Step 4.3: Submit Batch Job

tar czf ../multi-region.tar.gz .
cd ..

RESPONSE=$(curl -s -X POST http://localhost:8443/submit \
  -F "files=@multi-region.tar.gz" \
  -F "manifest=$(cat multi-region/job.json)")

JOB_ID=$(echo $RESPONSE | jq -r '.job_id')
echo "Job submitted: $JOB_ID"

# Wait and download
sleep 5
curl http://localhost:8443/outputs/$JOB_ID/summary.json | jq

Expected Output:

{
  "regions": [
    {
      "region": "east",
      "total_revenue": 620.0,
      "total_quantity": 24,
      "unique_products": 2,
      "records": 3
    },
    {
      "region": "north",
      "total_revenue": 775.0,
      "total_quantity": 30,
      "unique_products": 2,
      "records": 3
    },
    {
      "region": "south",
      "total_revenue": 660.0,
      "total_quantity": 23,
      "unique_products": 3,
      "records": 3
    }
  ],
  "totals": {
    "revenue": 2055.0,
    "quantity": 77,
    "regions_processed": 3
  }
}

Checkpoint 4

You've processed multiple datasets in a single job!

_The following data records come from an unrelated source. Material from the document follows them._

impl Grader {
    pub fn new(store: Store, lock: DistributedLock) -> Self {
        Self { store, lock }
    }

    pub async fn grade_date(&self, game_date: &str) -> Result<GradingSummary> {
        let handle = match self
            .lock
            .acquire(LockType::Grading, game_date, "grade_date")
            .await
        {
            Ok(h) => Some(h),
            Err(e) => {
                tracing::warn!(
                    error = %e,
                    game_date,
                    "grading lock unavailable; proceeding WITHOUT lock, relying on post-write validation"
                );
                None
            }
        };

        let result = self.grade_date_inner(game_date).await;

        if let Some(handle) = handle {
            handle.release().await;
        }

        result
    }

    async fn grade_date_inner(&self, game_date: &str) -> Result<GradingSummary> {
        let predictions = self.active_predictions(game_date).await?;
        let predictions_found = predictions.len();

        let mut rows = Vec::with_capacity(predictions.len());
        let mut actuals_found = 0usize;

        for prediction in predictions {
            let Some(outcome) = self
                .actual_outcome(&prediction.player, &prediction.game_id)
                .await?
            else {
                continue;
            };
            actuals_found += 1;
            rows.push(self.grade_one(&prediction, &outcome, game_date).await?);
        }

        let game_date_owned = game_date.to_string();
        self.store
            .with_conn_mut({
                let rows = rows.clone();
                let game_date_owned = game_date_owned.clone();
                move |conn| write_graded_rows(conn, &game_date_owned, &rows)
            })
            .await
            .context("grading write transaction")?;

        let duplicate_count = self
            .store
            .with_conn({
                let game_date_owned = game_date_owned.clone();
                move |conn| count_duplicate_accuracy_keys(conn, &game_date_owned)
            })
            .await?;

        if duplicate_count > 0 {
            tracing::error!(
                game_date,
                duplicate_count,
                "post-write validation found duplicate accuracy keys"
            );
        }

        let mut summary = summarize(&rows);
        summary.predictions_found = predictions_found;
        summary.actuals_found = actuals_found;
        summary.duplicate_count = duplicate_count;
        Ok(summary)
    }

    async fn grade_one(
        &self,
        prediction: &ActivePrediction,
        outcome: &ActualOutcome,
        game_date: &str,
    ) -> Result<GradedPrediction> {
        let actual_points = outcome.actual_points;
        let predicted_points = prediction.predicted_points;
        let absolute_error = round_to((predicted_points - actual_points).abs(), 2);
        let signed_error = round_to(predicted_points - actual_points, 2);

        let (predicted_margin, actual_margin) = match prediction.line_value {
            Some(line) => (
                Some(round_to(predicted_points - line, 2)),
                Some(round_to(actual_points - line, 2)),
            ),
            None => (None, None),
        };

        let mut is_voided = false;
        let mut void_reason: Option<VoidReason> = None;
        let mut correct = prediction_correct(
            prediction.recommendation,
            actual_points,
            prediction.line_value,
        );

        if is_dnp(actual_points, outcome.minutes_played) {
            is_voided = true;
            let retroactive = self
                .retroactive_injury_status(&prediction.player, game_date)
                .await?;
            void_reason = Some(classify_void_reason(
                prediction.injury_status_at_prediction.as_deref(),
                retroactive.as_deref(),
            ));
            correct = None;
        }

        let confidence_score = prediction.confidence_score.map(normalize_confidence);
        let decile = confidence_score.map(confidence_decile);

        Ok(GradedPrediction {
            accuracy_id: Uuid::new_v4().to_string(),
            player: prediction.player.clone(),
            game_id: prediction.game_id.clone(),
            system_id: prediction.system_id.clone(),
            game_date: chrono::NaiveDate::parse_from_str(game_date, "%Y-%m-%d")?,
            line_value: prediction.line_value,
            predicted_points,
            actual_points,
            absolute_error,
            signed_error,
            within_3_points: absolute_error <= 3.0,
            within_5_points: absolute_error <= 5.0,
            predicted_margin,
            actual_margin,
            recommendation: prediction.recommendation,
            prediction_correct: correct,
            confidence_score,
            confidence_decile: decile,
            is_voided,
            void_reason,
            graded_at: Utc::now(),
        })
    }

    async fn active_predictions(&self, game_date: &str) -> Result<Vec<ActivePrediction>> {
        let game_date = game_date.to_string();
        self.store
            .with_conn(move |conn| {
                let mut stmt = conn.prepare(
                    "SELECT player, game_id, system_id, current_points_line, predicted_points, \
                     confidence_score, recommendation, injury_status_at_prediction \
                     FROM predictions WHERE game_date = ?1 AND is_active = 1",
                )?;
                let rows = stmt.query_map([game_date], |row| {
                    let recommendation: String = row.get(6)?;
                    Ok(ActivePrediction {
                        player: row.get(0)?,
                        game_id: row.get(1)?,
                        system_id: row.get(2)?,
                        line_value: row.get(3)?,
                        predicted_points: row.get(4)?,
                        confidence_score: row.get(5)?,
                        recommendation: Recommendation::parse(&recommendation)
                            .unwrap_or(Recommendation::Pass),
                        injury_status_at_prediction: row.get(7)?,
                    })
                })?;
                let mut out = Vec::new();
                for r in rows {
                    out.push(r?);
                }
                Ok(out)
            })
            .await
    }

    async fn actual_outcome(
        &self,
        player: &str,
        game_id: &str,
    ) -> Result<Option<ActualOutcome>> {
        let player = player.to_string();
        let game_id = game_id.to_string();
        self.store
            .with_conn(move |conn| {
                Ok(conn
                    .query_row(
                        "SELECT points, minutes_played FROM player_game_summary \
                         WHERE player = ?1 AND game_id = ?2",
                        params![player, game_id],
                        |row| {
                            Ok(ActualOutcome {
                                actual_points: row.get(0)?,
                                minutes_played: row.get(1)?,
                            })
                        },
                    )
                    .ok())
            })
            .await
    }

    async fn retroactive_injury_status(
        &self,
        player: &str,
        game_date: &str,
    ) -> Result<Option<String>> {
        let player = player.to_string();
        let game_date = game_date.to_string();
        self.store
            .with_conn(move |conn| {
                Ok(conn
                    .query_row(
                        "SELECT injury_status FROM injury_report \
                         WHERE player = ?1 AND game_date = ?2 \
                         ORDER BY report_date DESC LIMIT 1",
                        params![player, game_date],
                        |row| row.get(0),
                    )
                    .ok())
            })
            .await
    }
}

However, all processing still happens sequentially on one worker. Let's distribute the work next.

Part 5: Distributed Processing with Trusted Pool

Now let's scale horizontally by distributing jobs across multiple workers using Sandrun's trusted pool coordinator.

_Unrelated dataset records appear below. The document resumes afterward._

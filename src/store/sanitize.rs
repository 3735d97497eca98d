//! Centralized scalar sanitization before any value reaches the store.
//!
//! Replaces the scattered ad-hoc NaN/Inf handling spread across the original
//! processors with one pass, per the Design Notes. Both `StagingWriter` and
//! `Grader` route every numeric field through `sanitize_f64` before binding
//! it to a statement, and every free-text field through `sanitize_text`.

/// Convert non-finite floats (NaN, +Inf, -Inf) to `None`; pass finite values
/// through unchanged. SQLite has no native NaN/Inf representation worth
/// trusting downstream consumers with, so the boundary is here rather than
/// at each call site.
pub fn sanitize_f64(value: f64) -> Option<f64> {
    if value.is_finite() {
        Some(value)
    } else {
        None
    }
}

/// Strip ASCII control characters (other than whitespace already meaningful
/// in prose) from free-text fields before they're stored.
pub fn sanitize_text(value: &str) -> String {
    value
        .chars()
        .filter(|c| !c.is_control() || *c == '\n' || *c == '\t')
        .collect()
}

/// Round a float to a fixed number of decimal places, matching the schema
/// precision the accuracy and prediction tables expect.
pub fn round_to(value: f64, decimals: i32) -> f64 {
    let factor = 10f64.powi(decimals);
    (value * factor).round() / factor
}

#[cfg(test)]
mod tests {
    use super::*;

    #[test]
    fn nan_and_inf_become_none() {
        assert_eq!(sanitize_f64(f64::NAN), None);
        assert_eq!(sanitize_f64(f64::INFINITY), None);
        assert_eq!(sanitize_f64(f64::NEG_INFINITY), None);
        assert_eq!(sanitize_f64(3.5), Some(3.5));
    }

    #[test]
    fn control_chars_stripped_but_whitespace_kept() {
        let input = "hello\u{0007}\tworld\n";
        assert_eq!(sanitize_text(input), "hello\tworld\n");
    }

    #[test]
    fn rounds_to_requested_precision() {
        assert_eq!(round_to(3.14159, 2), 3.14);
        assert_eq!(round_to(20.0001, 1), 20.0);
    }
}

Step 5.1: Generate Worker Identities

First, we need to create worker identities on each machine:

# On Worker 1
sudo ./build/sandrun --generate-key /etc/sandrun/worker1.pem

# Output:
# ✅ Saved worker key to: /etc/sandrun/worker1.pem
#    Worker ID: J7X8K3mNqR4tUvWxYz9A2bCdEfGhIjKlMnOpQrStUvWx==

# On Worker 2
sudo ./build/sandrun --generate-key /etc/sandrun/worker2.pem

# On Worker 3
sudo ./build/sandrun --generate-key /etc/sandrun/worker3.pem

Worker Identity

Each worker gets an Ed25519 key pair. The public key (Worker ID) is used to identify and trust the worker. The private key signs all job results for verification.

Step 5.2: Configure Pool

cd /path/to/sandrun/integrations/trusted-pool

# Create worker configuration
cat > workers.json <<'EOF'
[
  {
    "worker_id": "J7X8K3mNqR4tUvWxYz9A2bCdEfGhIjKlMnOpQrStUvWx==",
    "endpoint": "http://192.168.1.101:8443",
    "max_concurrent_jobs": 4
  },
  {
    "worker_id": "K8Y9L4nOqS5uVwXyZa0B3cDeEfGhIjKlMnOpQrStUvWx==",
    "endpoint": "http://192.168.1.102:8443",
    "max_concurrent_jobs": 4
  },
  {
    "worker_id": "L9Z0M5oPrT6vWxYza1C4dEfGhIjKlMnOpQrStUvWxYz==",
    "endpoint": "http://192.168.1.103:8443",
    "max_concurrent_jobs": 4
  }
]
EOF

Local Testing

Don't have multiple machines? Run workers on different ports locally:

# Terminal 1
sudo ./build/sandrun --port 8443 --worker-key worker1.pem

# Terminal 2
sudo ./build/sandrun --port 8444 --worker-key worker2.pem

# Terminal 3
sudo ./build/sandrun --port 8445 --worker-key worker3.pem

Then use http://localhost:8443, http://localhost:8444, http://localhost:8445 in workers.json.

Step 5.3: Start Workers

# On each worker machine (or in separate terminals if local)
sudo ./build/sandrun --port 8443 --worker-key /etc/sandrun/worker1.pem

Step 5.4: Start Pool Coordinator

# Install dependencies
pip install -r requirements.txt

# Start coordinator
python coordinator.py --port 9000 --workers workers.json

Expected Output:

INFO:__main__:Added trusted worker: J7X8K3mNqR4t... at http://192.168.1.101:8443
INFO:__main__:Added trusted worker: K8Y9L4nOqS5u... at http://192.168.1.102:8443
INFO:__main__:Added trusted worker: L9Z0M5oPrT6v... at http://192.168.1.103:8443
INFO:__main__:Starting health checker (interval: 30s)
INFO:__main__:Pool coordinator listening on port 9000

Step 5.5: Verify Pool Status

curl http://localhost:9000/pool | jq

Response:

{
  "total_workers": 3,
  "healthy_workers": 3,
  "total_jobs": 0,
  "queued_jobs": 0,
  "workers": [
    {
      "worker_id": "J7X8K3mNqR4t...",
      "endpoint": "http://192.168.1.101:8443",
      "is_healthy": true,
      "active_jobs": 0,
      "max_concurrent_jobs": 4
    }
  ]
}

Step 5.6: Submit Jobs to Pool

Now submit multiple jobs - they'll be automatically distributed:

# Submit 9 jobs (3 per worker)
for i in {1..9}; do
  echo "Submitting job $i..."
  RESPONSE=$(curl -s -X POST http://localhost:9000/submit \
    -F "files=@analytics-project.tar.gz" \
    -F "manifest=$(cat analytics-project/job.json)")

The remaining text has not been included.